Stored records
--- START ---

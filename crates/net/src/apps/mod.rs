// SPDX-License-Identifier: BUSL-1.1
// Copyright (c) 2026 Alfred Jean LLC

//! Built-in applications, selected by `class` in the configuration.
//!
//! - `static-files`: serve a directory tree with etags and ranges
//! - `redirector`: redirect onto a configured target prefix
//! - `host-router`: delegate to sibling applications by hostname
//! - `path-router`: delegate to sibling applications by path prefix

mod host_router;
mod path_router;
mod redirector;
mod static_files;

pub use host_router::HostRouterApp;
pub use path_router::PathRouterApp;
pub use redirector::RedirectorApp;
pub use static_files::StaticFilesApp;

use crate::application::Application;
use parking_lot::RwLock;
use std::collections::HashMap;
use std::sync::Arc;
use thiserror::Error;

/// Errors from application construction. These are configuration
/// failures: fatal at startup, logged-and-ignored on reload.
#[derive(Debug, Error)]
pub enum AppBuildError {
    #[error("application {name:?}: invalid options: {detail}")]
    BadOptions { name: String, detail: String },

    #[error("application {name:?}: invalid pattern {pattern:?}: {detail}")]
    BadPattern { name: String, pattern: String, detail: String },

    #[error("application {name:?}: references unknown application {target:?}")]
    UnknownTarget { name: String, target: String },
}

/// Shared name→application registry.
///
/// Router applications resolve their targets through this at dispatch
/// time, which lets mutually-referencing applications be built in any
/// order; reference validity is checked once after the whole set is
/// registered.
#[derive(Default)]
pub struct AppRegistry {
    apps: RwLock<HashMap<String, Arc<dyn Application>>>,
}

impl AppRegistry {
    pub fn new() -> Self {
        Self::default()
    }

    pub fn insert(&self, name: String, app: Arc<dyn Application>) {
        self.apps.write().insert(name, app);
    }

    pub fn get(&self, name: &str) -> Option<Arc<dyn Application>> {
        self.apps.read().get(name).cloned()
    }

    pub fn contains(&self, name: &str) -> bool {
        self.apps.read().contains_key(name)
    }

    /// Snapshot of the registered applications, for router builds.
    pub fn snapshot(&self) -> HashMap<String, Arc<dyn Application>> {
        self.apps.read().clone()
    }
}

impl std::fmt::Debug for AppRegistry {
    fn fmt(&self, f: &mut std::fmt::Formatter<'_>) -> std::fmt::Result {
        f.debug_struct("AppRegistry")
            .field("apps", &self.apps.read().len())
            .finish()
    }
}


/// Deserialize class-specific options with a uniform error shape.
pub(crate) fn parse_options<T: serde::de::DeserializeOwned>(
    name: &str,
    options: &serde_json::Map<String, serde_json::Value>,
) -> Result<T, AppBuildError> {
    serde_json::from_value(serde_json::Value::Object(options.clone())).map_err(|error| {
        AppBuildError::BadOptions { name: name.to_string(), detail: error.to_string() }
    })
}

--- END ---

**Instructions for the task:** Copy out the lines beginning at the one that contains "self.apps.read().get(name).cloned()". Stop at the final line of the data, and include it.

**Output of the exercise:**
        self.apps.read().get(name).cloned()
    }

    pub fn contains(&self, name: &str) -> bool {
        self.apps.read().contains_key(name)
    }

    /// Snapshot of the registered applications, for router builds.
    pub fn snapshot(&self) -> HashMap<String, Arc<dyn Application>> {
        self.apps.read().clone()
    }
}

impl std::fmt::Debug for AppRegistry {
    fn fmt(&self, f: &mut std::fmt::Formatter<'_>) -> std::fmt::Result {
        f.debug_struct("AppRegistry")
            .field("apps", &self.apps.read().len())
            .finish()
    }
}


/// Deserialize class-specific options with a uniform error shape.
pub(crate) fn parse_options<T: serde::de::DeserializeOwned>(
    name: &str,
    options: &serde_json::Map<String, serde_json::Value>,
) -> Result<T, AppBuildError> {
    serde_json::from_value(serde_json::Value::Object(options.clone())).map_err(|error| {
        AppBuildError::BadOptions { name: name.to_string(), detail: error.to_string() }
    })
}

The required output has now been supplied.